I'll be watching this project for sure. Very cool

https://selkcip.itch.io/locomancer


----------



## Shdwdrgn (Dec 23, 2014)

Holy crap, there's a lot of potential there! I had no idea anybody was doing stuff like this, and it sounds like the author is just building this room within an already existing framework of software.


----------



## mopac (Feb 24, 2011)

Really cool stuff. I like it. I wouldn't trade my model trains but it is neat. I see he
has derails just like us. Thanks for showing the video.


----------



## Cycleops (Dec 6, 2014)

Very impressive but ultimately rather sad.


----------



## Shdwdrgn (Dec 23, 2014)

Cycleops said:


> Very impressive but ultimately rather sad.


I dunno... think about all the people in small apartments or in the military who don't have the physical space to set up a layout. Something like this could bring more people into the hobby.


----------



## L0stS0ul (Feb 6, 2015)

I see it as a different take on SCARM or any of those other layout tools. Lots of people have trouble using them and getting good results. Simulating reality could be a huge advantage. I've spent hours and hours building my layouts in scarm but since I can't actually run trains on them I didn't realize my mistakes until I built the layout. 
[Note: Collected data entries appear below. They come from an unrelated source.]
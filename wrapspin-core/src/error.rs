/// Errors raised by the fallible edges of the workspace (config loading, host I/O)
use std::path::PathBuf;

#[derive(Debug, thiserror::Error)]
pub enum Error {
    /// I/O error reading a file or driving the terminal.
    #[error("I/O error: {0}")]
    Io(#[from] std::io::Error),

    /// The configuration file could not be read.
    #[error("failed to read config {path}: {source}")]
    ConfigRead {
        path: PathBuf,
        source: std::io::Error,
    },

    /// The configuration file is not valid TOML for `ControllerConfig`.
    #[error("config parse error: {0}")]
    ConfigParse(#[from] toml::de::Error),

    /// The configuration could not be rendered back to TOML.
    #[error("config serialize error: {0}")]
    ConfigSerialize(#[from] toml::ser::Error),

    /// A configuration value is out of range.
    #[error("invalid config: {0}")]
    InvalidConfig(String),
}

pub type Result<T> = std::result::Result<T, Error>;
impl Controller {
    /// Create a controller in the auto-rotating state.
    ///
    /// `now` seeds the frame clock (seconds, same time base as
    /// [`advance_frame`](Self::advance_frame)).
    pub fn new(config: ControllerConfig, unwrapped: bool, now: f64) -> Self {
        let progress = if unwrapped { 1.0 } else { 0.0 };
        let state = AnimationState {
            yaw: config.initial_yaw,
            pitch: config.initial_pitch,
            unwrap_progress: progress,
            unwrap_target: progress,
            auto_rotation: true,
            dragging: false,
            last_pointer_x: 0.0,
            pending_resume: None,
            last_frame: now,
            scale: 1.0,
        };
        Self {
            config,
            state,
            on_interaction: None,
            torn_down: false,
        }
    }

    pub fn config(&self) -> &ControllerConfig {
        &self.config
    }

    pub fn state(&self) -> &AnimationState {
        &self.state
    }

    pub fn phase(&self) -> InteractionPhase {
        if self.state.dragging {
            InteractionPhase::Dragging
        } else if self.state.auto_rotation {
            InteractionPhase::IdleAuto
        } else {
            InteractionPhase::IdlePaused
        }
    }

    pub fn is_torn_down(&self) -> bool {
        self.torn_down
    }

    /// Register the callback told when manual dragging starts (`true`) or ends (`false`).
    pub fn set_interaction_listener(&mut self, listener: impl FnMut(bool) + 'static) {
        self.on_interaction = Some(Box::new(listener));
    }

    /// Redirect the unwrap animation. Takes effect over the following frames.
    pub fn set_unwrapped(&mut self, unwrapped: bool) {
        self.state.unwrap_target = if unwrapped { 1.0 } else { 0.0 };
        log::debug!("unwrap target -> {}", self.state.unwrap_target);
    }

    /// Refit the scale to a new container size.
    pub fn set_viewport(&mut self, width: f64, height: f64) {
        self.state.scale = layout::fit_scale(width, height, &self.config);
    }

    pub fn pointer_down(&mut self, x: f64) {
        if self.torn_down {
            return;
        }
        self.state.last_pointer_x = x;
        if self.state.dragging {
            return;
        }
        self.state.dragging = true;
        self.state.auto_rotation = false;
        if self.state.pending_resume.take().is_some() {
            log::trace!("pending auto-rotation resume cancelled");
        }
        log::debug!("drag started at x={x}");
        self.notify(true);
    }

    pub fn pointer_move(&mut self, x: f64) {
        if self.torn_down || !self.state.dragging {
            return;
        }
        let delta_x = x - self.state.last_pointer_x;
        self.state.last_pointer_x = x;
        self.state.yaw += delta_x * self.config.drag_sensitivity;
    }

    pub fn pointer_up(&mut self) {
        self.end_drag();
    }

    pub fn pointer_leave(&mut self) {
        self.end_drag();
    }

    pub fn pointer_cancel(&mut self) {
        self.end_drag();
    }

    fn end_drag(&mut self) {
        if self.torn_down || !self.state.dragging {
            return;
        }
        self.state.dragging = false;
        self.state.pending_resume = Some(ResumeTimer::new());
        log::debug!("drag ended, auto-rotation resumes in {}s", self.config.resume_delay_secs);
        self.notify(false);
    }

    fn notify(&mut self, interacting: bool) {
        if let Some(listener) = self.on_interaction.as_mut() {
            listener(interacting);
        }
    }

    /// Advance the animation to `now` (seconds) and return the new visual parameters.
    pub fn advance_frame(&mut self, now: f64) -> FrameParams {
        if self.torn_down {
            return self.frame_params();
        }

        let elapsed = now - self.state.last_frame;
        let delta = if now.is_finite() && elapsed > 0.0 {
            elapsed.min(self.config.max_frame_delta_secs)
        } else {
            0.0
        };
        // A non-finite timestamp only spoils this frame
        if now.is_finite() {
            self.state.last_frame = now;
        }

        self.poll_resume_timer(now);

        let state = &mut self.state;
        let config = &self.config;

        let rate = if state.unwrap_target > state.unwrap_progress {
            config.unwrap_rate
        } else {
            config.wrap_rate
        };
        state.unwrap_progress =
            damp(state.unwrap_progress, state.unwrap_target, rate, delta).clamp(0.0, 1.0);

        let pitch_target = lerp(config.wrapped_pitch, config.unwrapped_pitch, state.unwrap_progress);
        state.pitch = damp(state.pitch, pitch_target, config.pitch_rate, delta);

        if state.auto_rotation && !state.dragging {
            state.yaw += config.auto_rotation_speed * delta;
        }

        self.frame_params()
    }

    fn poll_resume_timer(&mut self, now: f64) {
        let delay = self.config.resume_delay_secs;
        let Some(timer) = self.state.pending_resume.as_mut() else {
            return;
        };
        if !now.is_finite() {
            return;
        }
        let due = *timer.due.get_or_insert_with(|| {
            log::trace!("auto-rotation resume armed for t={}", now + delay);
            now + delay
        });
        if now >= due && !self.state.dragging {
            self.state.pending_resume = None;
            self.state.auto_rotation = true;
            log::debug!("auto-rotation resumed");
        }
    }

    /// Visual parameters for the current state, without advancing time.
    pub fn frame_params(&self) -> FrameParams {
        let progress = self.state.unwrap_progress;
        FrameParams {
            yaw: self.state.yaw,
            pitch: self.state.pitch,
            scale: self.state.scale,
            unwrap_progress: progress,
            panel_offset: lerp(0.0, self.config.wrapper_open_offset, progress),
            panel_tilt: lerp(0.0, self.config.wrapper_open_tilt, progress),
            sheen_opacity: lerp(self.config.sheen_min, self.config.sheen_max, progress),
        }
    }

    /// Release the pending timer and listener. Safe to call more than once.
    pub fn teardown(&mut self) {
        if self.torn_down {
            return;
        }
        self.torn_down = true;
        self.state.dragging = false;
        self.state.pending_resume = None;
        self.on_interaction = None;
        log::debug!("controller torn down");
    }
}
So not sad, just another tool


----------



## CTValleyRR (Jul 26, 2014)

L0stS0ul said:


> I see it as a different take on SCARM or any of those other layout tools. Lots of people have trouble using them and getting good results. Simulating reality could be a huge advantage. I've spent hours and hours building my layouts in scarm but since I can't actually run trains on them I didn't realize my mistakes until I built the layout.
> 
> So not sad, just another tool


AnyRail can export files to Trainplayer, which is another, older, virtual layout maker. It helps to experiment with layout designs in virtual reality before you actually build them.


----------



## rogruth (Mar 6, 2012)

Sorry, I'm just too old and old fashioned.

I think it is great if you like this stuff and have fun with it.

You gotta realize I can barely write this reply.

I do like the limited use I have of the internet.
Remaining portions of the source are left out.